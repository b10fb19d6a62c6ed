//! Task graph aggregate, structural validation, and breakdown merging.

use super::{ContentHash, Expansion, GraphDomainError, NodeId, TaskNode};
use chrono::{DateTime, Utc};
use serde::{Deserialize, Serialize};
use std::collections::{BTreeSet, HashMap, HashSet};

/// Provenance of a task graph.
#[derive(Debug, Clone, PartialEq, Eq, Serialize, Deserialize)]
pub struct GraphMetadata {
    /// Path of the requirements document the graph was produced from.
    pub source_path: String,
    /// Digest of the requirements document contents.
    pub content_hash: ContentHash,
    /// When the producer generated the graph, if reported.
    #[serde(default)]
    pub generated_at: Option<DateTime<Utc>>,
    /// Complexity threshold the producer was invoked with.
    pub complexity_threshold: u32,
    /// Maximum depth the producer was invoked with.
    pub max_depth: u32,
}

/// Ordered set of task nodes plus provenance.
///
/// Node order is insertion order and is the stable processing order.
#[derive(Debug, Clone, PartialEq, Eq, Serialize, Deserialize)]
pub struct TaskGraph {
    version: String,
    metadata: GraphMetadata,
    nodes: Vec<TaskNode>,
    #[serde(default)]
    external: BTreeSet<NodeId>,
}

/// Bounded sub-graph generated beneath one existing node.
#[derive(Debug, Clone, PartialEq, Eq, Serialize, Deserialize)]
pub struct SubGraph {
    /// Node the sub-graph hangs from.
    pub root: NodeId,
    /// Generated nodes in processing order.
    pub nodes: Vec<TaskNode>,
}

impl SubGraph {
    /// Creates an empty sub-graph rooted at `root`.
    #[must_use]
    pub const fn empty(root: NodeId) -> Self {
        Self {
            root,
            nodes: Vec::new(),
        }
    }

    /// Returns `true` when nothing was generated.
    #[must_use]
    pub const fn is_empty(&self) -> bool {
        self.nodes.is_empty()
    }

    /// Returns the generated node identifiers.
    #[must_use]
    pub fn node_ids(&self) -> Vec<NodeId> {
        self.nodes.iter().map(|node| node.id().clone()).collect()
    }

    /// Returns each generated node's depth below the root.
    ///
    /// Direct children of the root have depth 1. Nodes whose parent chain
    /// never reaches the root are reported at depth 1.
    #[must_use]
    pub fn depths(&self) -> HashMap<NodeId, u32> {
        let parents: HashMap<&NodeId, Option<&NodeId>> = self
            .nodes
            .iter()
            .map(|node| (node.id(), node.parent()))
            .collect();
        self.nodes
            .iter()
            .map(|node| {
                let mut depth = 1;
                let mut cursor = node.parent();
                while let Some(parent) = cursor {
                    if *parent == self.root || depth > parents.len() {
                        break;
                    }
                    depth += 1;
                    cursor = parents.get(parent).copied().flatten();
                }
                (node.id().clone(), u32::try_from(depth).unwrap_or(u32::MAX))
            })
            .collect()
    }
}

impl TaskGraph {
    /// Creates an empty graph.
    #[must_use]
    pub fn new(version: impl Into<String>, metadata: GraphMetadata) -> Self {
        Self {
            version: version.into(),
            metadata,
            nodes: Vec::new(),
            external: BTreeSet::new(),
        }
    }

    /// Appends a node in processing order.
    ///
    /// Uniqueness is checked by [`TaskGraph::validate`].
    pub fn push_node(&mut self, node: TaskNode) {
        self.nodes.push(node);
    }

    /// Marks an identifier as living outside this graph.
    pub fn mark_external(&mut self, id: NodeId) {
        self.external.insert(id);
    }

    /// Returns the graph format version.
    #[must_use]
    pub fn version(&self) -> &str {
        &self.version
    }

    /// Returns graph provenance.
    #[must_use]
    pub const fn metadata(&self) -> &GraphMetadata {
        &self.metadata
    }

    /// Returns nodes in processing order.
    #[must_use]
    pub fn nodes(&self) -> &[TaskNode] {
        &self.nodes
    }

    /// Looks up a node by identifier.
    #[must_use]
    pub fn node(&self, id: &NodeId) -> Option<&TaskNode> {
        self.nodes.iter().find(|node| node.id() == id)
    }

    /// Returns `true` when the identifier is declared external.
    #[must_use]
    pub fn is_external(&self, id: &NodeId) -> bool {
        self.external.contains(id)
    }

    /// Returns nodes that list `id` as a dependency, in processing order.
    #[must_use]
    pub fn dependents_of(&self, id: &NodeId) -> Vec<&TaskNode> {
        self.nodes
            .iter()
            .filter(|node| node.dependencies().contains(id))
            .collect()
    }

    /// Checks every structural invariant of the graph.
    ///
    /// # Errors
    ///
    /// Returns the first [`GraphDomainError`] found: duplicate identifiers,
    /// unresolved references, inconsistent parent/child lists, or a
    /// dependency cycle.
    pub fn validate(&self) -> Result<(), GraphDomainError> {
        let index = self.index()?;
        self.check_references(&index)?;
        self.check_hierarchy(&index)?;
        self.check_acyclic(&index)
    }

    fn index(&self) -> Result<HashMap<&NodeId, &TaskNode>, GraphDomainError> {
        let mut index = HashMap::with_capacity(self.nodes.len());
        for node in &self.nodes {
            if index.insert(node.id(), node).is_some() {
                return Err(GraphDomainError::DuplicateNode(node.id().clone()));
            }
        }
        Ok(index)
    }

    fn check_references(
        &self,
        index: &HashMap<&NodeId, &TaskNode>,
    ) -> Result<(), GraphDomainError> {
        let resolves = |id: &NodeId| index.contains_key(id) || self.external.contains(id);
        for node in &self.nodes {
            let references = node
                .dependencies()
                .iter()
                .map(|id| (id, "dependency"))
                .chain(node.parent().map(|id| (id, "parent")))
                .chain(node.children().iter().map(|id| (id, "child")));
            for (reference, relation) in references {
                if !resolves(reference) {
                    return Err(GraphDomainError::UnresolvedReference {
                        node: node.id().clone(),
                        reference: reference.clone(),
                        relation,
                    });
                }
            }
        }
        Ok(())
    }

    fn check_hierarchy(&self, index: &HashMap<&NodeId, &TaskNode>) -> Result<(), GraphDomainError> {
        for node in &self.nodes {
            if let Some(parent_id) = node.parent()
                && let Some(parent) = index.get(parent_id)
            {
                let listed = parent
                    .children()
                    .iter()
                    .filter(|child| *child == node.id())
                    .count();
                if listed != 1 {
                    return Err(GraphDomainError::InconsistentHierarchy {
                        parent: parent_id.clone(),
                        child: node.id().clone(),
                    });
                }
            }
            for child_id in node.children() {
                let Some(child) = index.get(child_id) else {
                    continue;
                };
                if child.parent() != Some(node.id()) {
                    return Err(GraphDomainError::InconsistentHierarchy {
                        parent: node.id().clone(),
                        child: child_id.clone(),
                    });
                }
            }
        }
        Ok(())
    }

    fn check_acyclic(&self, index: &HashMap<&NodeId, &TaskNode>) -> Result<(), GraphDomainError> {
        let mut finished: HashSet<&NodeId> = HashSet::new();
        for node in &self.nodes {
            let mut path = Vec::new();
            visit(node.id(), index, &mut path, &mut finished)?;
        }
        Ok(())
    }

    /// Merges a breakdown sub-graph beneath its root node.
    ///
    /// Generated nodes without a parent are attached to the root and appended
    /// to its children. Nodes whose identifier already exists as an earlier
    /// expansion product are refreshed in place. The root is marked expanded.
    /// Returns the identifiers of every merged node.
    ///
    /// # Errors
    ///
    /// Returns [`GraphDomainError::NodeNotFound`] if the root is missing, or
    /// [`GraphDomainError::DuplicateNode`] if a generated identifier collides
    /// with a node outside the root's previous expansion.
    pub fn merge_expansion(
        &mut self,
        sub_graph: SubGraph,
        depth_limit: u32,
        complexity_threshold: u32,
    ) -> Result<Vec<NodeId>, GraphDomainError> {
        let root_id = sub_graph.root;
        let previous: BTreeSet<NodeId> = self
            .node(&root_id)
            .ok_or_else(|| GraphDomainError::NodeNotFound(root_id.clone()))?
            .expansion()
            .map(|expansion| expansion.produced.iter().cloned().collect())
            .unwrap_or_default();

        let mut merged = Vec::with_capacity(sub_graph.nodes.len());
        for mut generated in sub_graph.nodes {
            let attaches_to_root = generated.parent().is_none_or(|parent| *parent == root_id);
            if attaches_to_root {
                generated.set_parent(root_id.clone());
            }
            let id = generated.id().clone();
            let position = self.nodes.iter().position(|node| *node.id() == id);
            match position {
                Some(index) if previous.contains(&id) => {
                    if let Some(existing) = self.nodes.get_mut(index) {
                        existing.refresh_from(generated);
                    }
                }
                Some(_) => return Err(GraphDomainError::DuplicateNode(id)),
                None => self.nodes.push(generated),
            }
            if attaches_to_root && let Some(root) = self.node_mut(&root_id) {
                root.push_child(id.clone());
            }
            merged.push(id);
        }

        if let Some(root) = self.node_mut(&root_id) {
            root.set_expansion(Expansion {
                depth_limit,
                complexity_threshold,
                produced: merged.clone(),
            });
        }
        Ok(merged)
    }

    fn node_mut(&mut self, id: &NodeId) -> Option<&mut TaskNode> {
        self.nodes.iter_mut().find(|node| node.id() == id)
    }
}

/// Depth-first search over dependency edges; `path` holds the grey nodes.
fn visit<'a>(
    id: &'a NodeId,
    index: &HashMap<&'a NodeId, &'a TaskNode>,
    path: &mut Vec<&'a NodeId>,
    finished: &mut HashSet<&'a NodeId>,
) -> Result<(), GraphDomainError> {
    if finished.contains(id) {
        return Ok(());
    }
    if let Some(start) = path.iter().position(|grey| *grey == id) {
        let mut cycle: Vec<NodeId> = path.iter().skip(start).map(|&n| n.clone()).collect();
        cycle.push(id.clone());
        return Err(GraphDomainError::DependencyCycle(cycle));
    }
    // External dependencies have no outgoing edges inside this graph.
    let Some(&node) = index.get(id) else {
        finished.insert(id);
        return Ok(());
    };
    path.push(id);
    for dependency in node.dependencies() {
        visit(dependency, index, path, finished)?;
    }
    path.pop();
    finished.insert(id);
    Ok(())
}
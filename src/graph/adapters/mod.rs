//! Adapter implementations for graph production ports.

pub mod command;
pub mod split;

pub use command::CommandGraphProducer;
pub use split::EvenSplitExpander;
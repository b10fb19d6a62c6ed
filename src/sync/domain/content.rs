//! Rendering of item bodies from task nodes.

use super::SyncDomainError;
use crate::graph::domain::TaskNode;
use crate::tracker::domain::{ItemBody, MetadataBlock};
use chrono::{DateTime, Utc};
use minijinja::{Environment, context};

/// Generator name written into metadata blocks.
pub const GENERATOR_NAME: &str = "plansync";

const CONTENT_TEMPLATE: &str = "\
## Description

{{ description if description else \"_No description provided._\" }}
{% if details %}
## Implementation Details

{{ details }}
{% endif %}{% if test_strategy %}
## Test Strategy

{{ test_strategy }}
{% endif %}";

/// Builds the metadata block for a node.
#[must_use]
pub fn metadata_for(node: &TaskNode, generated_at: DateTime<Utc>) -> MetadataBlock {
    MetadataBlock {
        node_id: node.id().clone(),
        parent_id: node.parent().cloned(),
        dependencies: node.dependencies().clone(),
        complexity: node.complexity(),
        priority: node.priority(),
        generator: GENERATOR_NAME.to_owned(),
        generator_version: env!("CARGO_PKG_VERSION").to_owned(),
        generated_at,
    }
}

/// Renders the human-readable sections of a node's item body.
///
/// # Errors
///
/// Returns [`SyncDomainError::Render`] when the template fails to render.
pub fn render_content(node: &TaskNode) -> Result<String, SyncDomainError> {
    let environment = Environment::new();
    environment
        .render_str(
            CONTENT_TEMPLATE,
            context! {
                description => node.description().trim(),
                details => node.details().map(str::trim),
                test_strategy => node.test_strategy().map(str::trim),
            },
        )
        .map(|rendered| rendered.trim().to_owned())
        .map_err(|error| SyncDomainError::Render(error.to_string()))
}

/// Builds the full body for a node.
///
/// # Errors
///
/// Returns [`SyncDomainError::Render`] when the content template fails.
pub fn render_body(node: &TaskNode, generated_at: DateTime<Utc>) -> Result<ItemBody, SyncDomainError> {
    Ok(ItemBody::new(
        metadata_for(node, generated_at),
        render_content(node)?,
    ))
}
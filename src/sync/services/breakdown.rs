//! On-demand breakdown of one node into a bounded sub-graph.

use super::{ReconcileScope, SyncEngine, SyncError};
use crate::graph::{
    domain::{GraphDomainError, NodeId, SubGraph},
    ports::{NodeExpander, ProducerError},
};
use crate::sync::domain::{RunId, RunSummary};
use crate::sync::ports::SnapshotStore;
use crate::tracker::ports::TrackerClient;
use mockable::Clock;
use serde::Serialize;
use std::collections::BTreeSet;
use thiserror::Error;
use tokio_util::sync::CancellationToken;
use tracing::info;

/// Parameters of a breakdown request.
#[derive(Debug, Clone, PartialEq, Eq)]
pub struct BreakdownRequest {
    /// Run whose graph holds the node.
    pub run_id: RunId,
    /// Node to break down.
    pub node_id: NodeId,
    /// Maximum levels generated below the node.
    pub depth_limit: u32,
    /// Leaves above this complexity are split further.
    pub complexity_threshold: u32,
    /// Re-expand even if the node was expanded with the same arguments.
    pub force: bool,
}

/// What a breakdown request did.
#[derive(Debug, Clone, PartialEq, Eq, Serialize)]
pub struct BreakdownOutcome {
    /// Expanded node.
    pub node_id: NodeId,
    /// Nodes produced by the expansion, in merge order.
    pub produced: Vec<NodeId>,
    /// `false` when an identical earlier expansion made this a no-op.
    pub expanded: bool,
    /// Summary of the scoped reconciliation, when one ran.
    pub summary: Option<RunSummary>,
}

/// Errors returned by breakdown requests.
#[derive(Debug, Error)]
pub enum BreakdownError {
    /// The node is not in the run's graph.
    #[error("node {0} not found in run graph")]
    NodeNotFound(NodeId),

    /// The expander generated nodes outside the requested bounds.
    #[error("generated node {node} violates breakdown bounds: {reason}")]
    OutOfBounds {
        /// Offending node.
        node: NodeId,
        /// Which bound was violated.
        reason: String,
    },

    /// The expander failed.
    #[error(transparent)]
    Producer(#[from] ProducerError),

    /// Merging produced an invalid graph.
    #[error(transparent)]
    Graph(#[from] GraphDomainError),

    /// Reconciling the new nodes failed.
    #[error(transparent)]
    Sync(#[from] SyncError),
}

/// Checks depth and leaf-complexity bounds of a generated sub-graph.
fn check_bounds(
    sub_graph: &SubGraph,
    depth_limit: u32,
    complexity_threshold: u32,
) -> Result<(), BreakdownError> {
    let depths = sub_graph.depths();
    let parents: BTreeSet<&NodeId> = sub_graph
        .nodes
        .iter()
        .filter_map(|node| node.parent())
        .collect();
    for node in &sub_graph.nodes {
        let depth = depths.get(node.id()).copied().unwrap_or(1);
        if depth > depth_limit {
            return Err(BreakdownError::OutOfBounds {
                node: node.id().clone(),
                reason: format!("depth {depth} exceeds limit {depth_limit}"),
            });
        }
        let is_leaf = !parents.contains(node.id());
        if is_leaf && depth < depth_limit && node.complexity() > complexity_threshold {
            return Err(BreakdownError::OutOfBounds {
                node: node.id().clone(),
                reason: format!(
                    "leaf complexity {} exceeds threshold {complexity_threshold}",
                    node.complexity()
                ),
            });
        }
    }
    Ok(())
}

impl<T, S, C> SyncEngine<T, S, C>
where
    T: TrackerClient,
    S: SnapshotStore,
    C: Clock + Send + Sync,
{
    /// Breaks a node down and reconciles only the new nodes and their root.
    ///
    /// A node already expanded with the same depth limit and threshold is
    /// left alone unless `force` is set; forced re-expansion refreshes the
    /// earlier products in place.
    ///
    /// # Errors
    ///
    /// Returns [`BreakdownError`] when the node is unknown, the expander
    /// fails or breaks the bounds, the merged graph is invalid, or the
    /// scoped run fails.
    pub async fn expand<E>(
        &self,
        request: &BreakdownRequest,
        expander: &E,
        cancel: &CancellationToken,
    ) -> Result<BreakdownOutcome, BreakdownError>
    where
        E: NodeExpander,
    {
        let (mut state, _) = self.snapshots().replay(request.run_id).await?;
        let node = state
            .graph
            .node(&request.node_id)
            .cloned()
            .ok_or_else(|| BreakdownError::NodeNotFound(request.node_id.clone()))?;

        if !request.force
            && let Some(expansion) = node.expansion()
            && expansion.matches(request.depth_limit, request.complexity_threshold)
        {
            info!(node_id = %node.id(), "node already expanded with these arguments");
            return Ok(BreakdownOutcome {
                node_id: node.id().clone(),
                produced: expansion.produced.clone(),
                expanded: false,
                summary: None,
            });
        }

        let sub_graph = expander
            .breakdown(&node, request.depth_limit, request.complexity_threshold)
            .await?;
        check_bounds(&sub_graph, request.depth_limit, request.complexity_threshold)?;
        let produced = state.graph.merge_expansion(
            sub_graph,
            request.depth_limit,
            request.complexity_threshold,
        )?;
        state.graph.validate()?;

        let mut scope: BTreeSet<NodeId> = produced.iter().cloned().collect();
        scope.insert(node.id().clone());
        for id in &scope {
            state.progress.forget(id);
        }
        info!(
            run_id = %state.run_id,
            node_id = %node.id(),
            produced = produced.len(),
            "merged breakdown"
        );
        let summary = self
            .execute(&mut state, &ReconcileScope::Nodes(scope), cancel)
            .await?;
        Ok(BreakdownOutcome {
            node_id: node.id().clone(),
            produced,
            expanded: true,
            summary: Some(summary),
        })
    }
}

_ _ _ _ _ _ _

> WHAT TO WORK ON: Only the lines from the beginning of the material through the line with "stable processing order." should appear in the answer, each copied exactly.

> OUTPUT FOR THIS TASK:
repository b10fb19d6a62c6ed
//! Task graph aggregate, structural validation, and breakdown merging.

use super::{ContentHash, Expansion, GraphDomainError, NodeId, TaskNode};
use chrono::{DateTime, Utc};
use serde::{Deserialize, Serialize};
use std::collections::{BTreeSet, HashMap, HashSet};

/// Provenance of a task graph.
#[derive(Debug, Clone, PartialEq, Eq, Serialize, Deserialize)]
pub struct GraphMetadata {
    /// Path of the requirements document the graph was produced from.
    pub source_path: String,
    /// Digest of the requirements document contents.
    pub content_hash: ContentHash,
    /// When the producer generated the graph, if reported.
    #[serde(default)]
    pub generated_at: Option<DateTime<Utc>>,
    /// Complexity threshold the producer was invoked with.
    pub complexity_threshold: u32,
    /// Maximum depth the producer was invoked with.
    pub max_depth: u32,
}

/// Ordered set of task nodes plus provenance.
///
/// Node order is insertion order and is the stable processing order.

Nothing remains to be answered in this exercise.